Aged and veteran services organisation RSL LifeCare Limited has back-paid staff in NSW and the ACT more than $5 million and entered into an Enforceable Undertaking (EU) with the Fair Work Ombudsman.
The not-for-profit organisation, which is affiliated with RSL NSW, self-reported its non-compliance to the FWO in 2021 after becoming aware of underpayments when it conducted a self-initiated review during its transition to a new human resources and payroll system.
Underpaid employees were engaged in nursing and management roles at aged care facilities and in home care programs. They included full-time, part-time and casual employees and were based in Sydney, Canberra and regional NSW.
The underpayments were caused by RSL LifeCare making fundamental payroll and rostering system errors, including incorrect system set up and incorrect pay rules being entered.
As a result, between 2010 and 2021, RSL LifeCare’s employees were underpaid entitlements set out in the RSL LifeCare NSWNMA and HSU NSW Enterprise Agreement 2017-2020 and the RSL LifeCare (ACT) Enterprise Agreement 2019-2020 (and the predecessor Enterprise Agreements).
The majority of the underpayments involved RSL LifeCare failing to pay overtime rates in a range of situations where they needed to be paid, such as when employees had not had sufficient breaks between shifts and when part-time employees performed work on rostered days off but had otherwise worked less than 76 hours in a fortnight.
Another significant cause of the underpayments was RSL LifeCare’s failure to provide shift workers with an extra week of annual leave they were entitled to.

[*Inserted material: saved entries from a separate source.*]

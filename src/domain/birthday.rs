//! Birthday value object.

use super::errors::ValidationError;
use chrono::{Datelike, NaiveDate};
use serde::{Deserialize, Deserializer, Serialize, Serializer};
use std::fmt;

/// Date format used for rendering and storage.
const DISPLAY_FORMAT: &str = "%d-%m-%Y";

/// Date format accepted from user input at the prompt.
const INPUT_FORMAT: &str = "%d.%m.%Y";

/// A type-safe wrapper for birthdays.
///
/// Holds a valid calendar date and renders it in `dd-mm-yyyy` form. The
/// user-facing `dd.mm.yyyy` text form is parsed by [`Birthday::parse`];
/// constructing from an already-validated [`NaiveDate`] is infallible.
///
/// # Example
///
/// ```
/// use rolodex::domain::Birthday;
///
/// let birthday = Birthday::parse("14.02.1990").unwrap();
/// assert_eq!(birthday.to_string(), "14-02-1990");
/// ```
#[derive(Debug, Clone, Copy, PartialEq, Eq, Hash)]
pub struct Birthday(NaiveDate);

impl Birthday {
    /// Create a Birthday from a calendar date.
    pub fn new(date: NaiveDate) -> Self {
        Self(date)
    }

    /// Parse a Birthday from user input in `dd.mm.yyyy` form.
    ///
    /// # Errors
    ///
    /// Returns `ValidationError::InvalidBirthday` if the text is not a
    /// valid calendar date in that form.
    pub fn parse(text: &str) -> Result<Self, ValidationError> {
        NaiveDate::parse_from_str(text, INPUT_FORMAT)
            .map(Self)
            .map_err(|_| ValidationError::InvalidBirthday(text.to_string()))
    }

    /// Get the underlying calendar date.
    pub fn date(&self) -> NaiveDate {
        self.0
    }

    /// The next calendar occurrence of this birthday on or after `today`.
    ///
    /// A Feb 29 birthday maps to Mar 1 in non-leap target years.
    pub fn next_occurrence(&self, today: NaiveDate) -> NaiveDate {
        let this_year = Self::occurrence_in(self.0, today.year());
        if this_year >= today {
            this_year
        } else {
            Self::occurrence_in(self.0, today.year() + 1)
        }
    }

    /// Days from `today` (inclusive) to the next occurrence (exclusive).
    ///
    /// Zero when `today` matches the birthday's month and day.
    pub fn days_until(&self, today: NaiveDate) -> i64 {
        (self.next_occurrence(today) - today).num_days()
    }

    fn occurrence_in(birthday: NaiveDate, year: i32) -> NaiveDate {
        NaiveDate::from_ymd_opt(year, birthday.month(), birthday.day())
            // only reachable for Feb 29 in a non-leap year
            .unwrap_or_else(|| NaiveDate::from_ymd_opt(year, 3, 1).unwrap())
    }
}

// Serde support - serialize in the same dd-mm-yyyy form the prompt renders
impl Serialize for Birthday {
    fn serialize<S>(&self, serializer: S) -> Result<S::Ok, S::Error>
    where
        S: Serializer,
    {
        self.to_string().serialize(serializer)
    }
}

// Serde support - deserialize from dd-mm-yyyy with validation
impl<'de> Deserialize<'de> for Birthday {
    fn deserialize<D>(deserializer: D) -> Result<Self, D::Error>
    where
        D: Deserializer<'de>,
    {
        let s = String::deserialize(deserializer)?;
        NaiveDate::parse_from_str(&s, DISPLAY_FORMAT)
            .map(Birthday)
            .map_err(serde::de::Error::custom)
    }
}

impl fmt::Display for Birthday {
    fn fmt(&self, f: &mut fmt::Formatter<'_>) -> fmt::Result {
        write!(f, "{}", self.0.format(DISPLAY_FORMAT))
    }
}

Some employees were also underpaid weekend penalty rates.
RSL LifeCare has back-paid over $5.1 million to more than 3,591 current and former employees, including superannuation and interest. Individual back-payments range from less than $1 to more than $76,000.
Fair Work Ombudsman Sandra Parker said that an EU was appropriate because RSL LifeCare had cooperated and demonstrated a strong commitment to rectifying underpayments, including devoting significant resources to engaging independent experts to oversee its rectification.

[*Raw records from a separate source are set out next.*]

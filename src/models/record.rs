//! Record model representing a single contact in the address book.

use crate::domain::{Birthday, Name, Phone};
use chrono::{Local, NaiveDate};
use serde::{Deserialize, Serialize};
use std::fmt;

/// A contact: a name, its phone numbers, and an optional birthday.
///
/// The name is fixed at construction; it is the key the address book files
/// the record under. Phone numbers keep their insertion order and may repeat.
#[derive(Debug, Clone, Serialize, Deserialize, PartialEq)]
pub struct Record {
    name: Name,

    #[serde(default)]
    phones: Vec<Phone>,

    #[serde(default, skip_serializing_if = "Option::is_none")]
    birthday: Option<Birthday>,
}

impl Record {
    /// Create a new record with no phones and no birthday.
    pub fn new(name: Name) -> Self {
        Self {
            name,
            phones: Vec::new(),
            birthday: None,
        }
    }

    /// The contact's name.
    pub fn name(&self) -> &Name {
        &self.name
    }

    /// The contact's phone numbers, in insertion order.
    pub fn phones(&self) -> &[Phone] {
        &self.phones
    }

    /// The contact's birthday, if one has been set.
    pub fn birthday(&self) -> Option<&Birthday> {
        self.birthday.as_ref()
    }

    /// Append a phone number. Duplicates are kept.
    pub fn add_phone(&mut self, phone: Phone) {
        self.phones.push(phone);
    }

    /// Replace every phone equal to `old` with `new`.
    ///
    /// Returns `false` (and leaves the record untouched) when no phone
    /// matches `old`. Not-found is a reported outcome, not a fault.
    pub fn change_phone(&mut self, old: &Phone, new: &Phone) -> bool {
        let mut changed = false;
        for phone in &mut self.phones {
            if phone == old {
                *phone = new.clone();
                changed = true;
            }
        }
        changed
    }

    /// Set or overwrite the birthday.
    pub fn set_birthday(&mut self, birthday: Birthday) {
        self.birthday = Some(birthday);
    }

    /// Days from `today` until the next occurrence of the birthday.
    ///
    /// `None` when no birthday is set; `Some(0)` when `today` matches the
    /// birthday's month and day.
    pub fn days_to_birthday_from(&self, today: NaiveDate) -> Option<i64> {
        self.birthday.map(|b| b.days_until(today))
    }

    /// Days until the next birthday, anchored at the local current date.
    pub fn days_to_birthday(&self) -> Option<i64> {
        self.days_to_birthday_from(Local::now().date_naive())
    }

    /// Render the record as a single line, counting days from `today`.
    pub fn render_at(&self, today: NaiveDate) -> String {
        let phones = self
            .phones
            .iter()
            .map(Phone::as_str)
            .collect::<Vec<_>>()
            .join(", ");

        match self.birthday {
            Some(birthday) => format!(
                "{}: {}, birthday: {} (in {} days)",
                self.name,
                phones,
                birthday,
                birthday.days_until(today)
            ),
            None => format!("{}: {}, birthday: N/A", self.name, phones),
        }
    }
}

impl fmt::Display for Record {
    fn fmt(&self, f: &mut fmt::Formatter<'_>) -> fmt::Result {
        write!(f, "{}", self.render_at(Local::now().date_naive()))
    }
}

#[cfg(test)]
mod tests {
    use super::*;

    fn record(name: &str) -> Record {
        Record::new(Name::new(name).unwrap())
    }

    fn phone(digits: &str) -> Phone {
        Phone::new(digits).unwrap()
    }

    fn date(y: i32, m: u32, d: u32) -> NaiveDate {
        NaiveDate::from_ymd_opt(y, m, d).unwrap()
    }

    #[test]
    fn test_new_record_has_no_phones() {
        let rec = record("Ada");
        assert_eq!(rec.name().as_str(), "Ada");
        assert!(rec.phones().is_empty());
        assert!(rec.birthday().is_none());
    }

    #[test]
    fn test_add_phone_keeps_order_and_duplicates() {
        let mut rec = record("Ada");
        rec.add_phone(phone("5551234567"));
        rec.add_phone(phone("9998887777"));
        rec.add_phone(phone("5551234567"));

        let rendered: Vec<_> = rec.phones().iter().map(Phone::as_str).collect();
        assert_eq!(rendered, ["5551234567", "9998887777", "5551234567"]);
    }

    #[test]
    fn test_change_phone_replaces_every_match() {
        let mut rec = record("Ada");
        rec.add_phone(phone("5551234567"));
        rec.add_phone(phone("9998887777"));
        rec.add_phone(phone("5551234567"));

        assert!(rec.change_phone(&phone("5551234567"), &phone("1112223333")));

        let rendered: Vec<_> = rec.phones().iter().map(Phone::as_str).collect();
        assert_eq!(rendered, ["1112223333", "9998887777", "1112223333"]);
    }

    #[test]
    fn test_change_phone_missing_reports_not_found() {
        let mut rec = record("Ada");
        rec.add_phone(phone("5551234567"));

        assert!(!rec.change_phone(&phone("0000000000"), &phone("1112223333")));

        let rendered: Vec<_> = rec.phones().iter().map(Phone::as_str).collect();
        assert_eq!(rendered, ["5551234567"]);
    }

    #[test]
    fn test_days_to_birthday_unset_is_none() {
        let rec = record("Ada");
        assert_eq!(rec.days_to_birthday_from(date(2026, 8, 7)), None);
    }

    #[test]
    fn test_days_to_birthday_today_is_zero() {
        let mut rec = record("Ada");
        rec.set_birthday(Birthday::new(date(1990, 8, 7)));
        assert_eq!(rec.days_to_birthday_from(date(2026, 8, 7)), Some(0));
    }

    #[test]
    fn test_set_birthday_overwrites() {
        let mut rec = record("Ada");
        rec.set_birthday(Birthday::parse("14.02.1990").unwrap());
        rec.set_birthday(Birthday::parse("15.02.1990").unwrap());
        assert_eq!(rec.birthday().unwrap().to_string(), "15-02-1990");
    }

    #[test]
    fn test_render_with_birthday() {
        let mut rec = record("Ada");
        rec.add_phone(phone("5551234567"));
        rec.add_phone(phone("9998887777"));
        rec.set_birthday(Birthday::parse("10.08.1990").unwrap());

        assert_eq!(
            rec.render_at(date(2026, 8, 7)),
            "Ada: 5551234567, 9998887777, birthday: 10-08-1990 (in 3 days)"
        );
    }

    #[test]
    fn test_render_without_birthday() {
        let mut rec = record("Ada");
        rec.add_phone(phone("5551234567"));
        assert_eq!(
            rec.render_at(date(2026, 8, 7)),
            "Ada: 5551234567, birthday: N/A"
        );
    }

    #[test]
    fn test_serialization_roundtrip() {
        let mut rec = record("Ada");
        rec.add_phone(phone("5551234567"));
        rec.set_birthday(Birthday::parse("14.02.1990").unwrap());

        let json = serde_json::to_string(&rec).unwrap();
        let back: Record = serde_json::from_str(&json).unwrap();
        assert_eq!(back, rec);
    }

    #[test]
    fn test_deserialization_rejects_invalid_phone() {
        let json = r#"{"name":"Ada","phones":["555-1234"]}"#;
        let result: Result<Record, _> = serde_json::from_str(json);
        assert!(result.is_err());
    }
}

“Under the Enforceable Undertaking, RSL LifeCare has committed to implementing stringent measures to ensure workers are paid correctly. These measures include engaging, at the company’s own cost, audits of its compliance with workplace laws over the next two years,” Ms Parker said.
“This matter demonstrates how important it is for employers to place a high priority on their workplace obligations and ensure that their systems and processes support full compliance. In this matter, fundamental shortcomings in RSL LifeCare’s payroll and rostering system led to long-term breaches of its own enterprise agreements and a substantial backpayment bill.”
“Any employer who needs help meeting their lawful obligations to their employees should contact the Fair Work Ombudsman for free advice and assistance.”
More than $4.7 million in back-payments are being made to NSW workers, with more than $525,000 in back-payments being made to ACT workers.
A small amount of entitlements remains owing to workers RSL LifeCare has not yet located. The EU requires that the outstanding underpayments be rectified by April 2023.
The employees performed work at locations in Canberra, Sydney, and various locations throughout regional NSW including Ballina, Byron Bay, Casino, the Central Coast region, Coffs Harbour, Condobolin, Dubbo, Dungog, Eden, Grafton, Hawks Nest, Kandos, Lismore, Maitland, Merimbula, Narrandera, Newcastle, Nowra, Picton, Port Macquarie, Thirlmere, Tura Beach and Wagga Wagga.
Under the EU, RSL LifeCare is also required to provide FWO with evidence of systems and processes it has put in place to ensure future compliance, commission an independent organisation to operate a Hotline for employees to enquire about their wages and entitlements, and commission workplace relations training for human resources, payroll and rostering staff.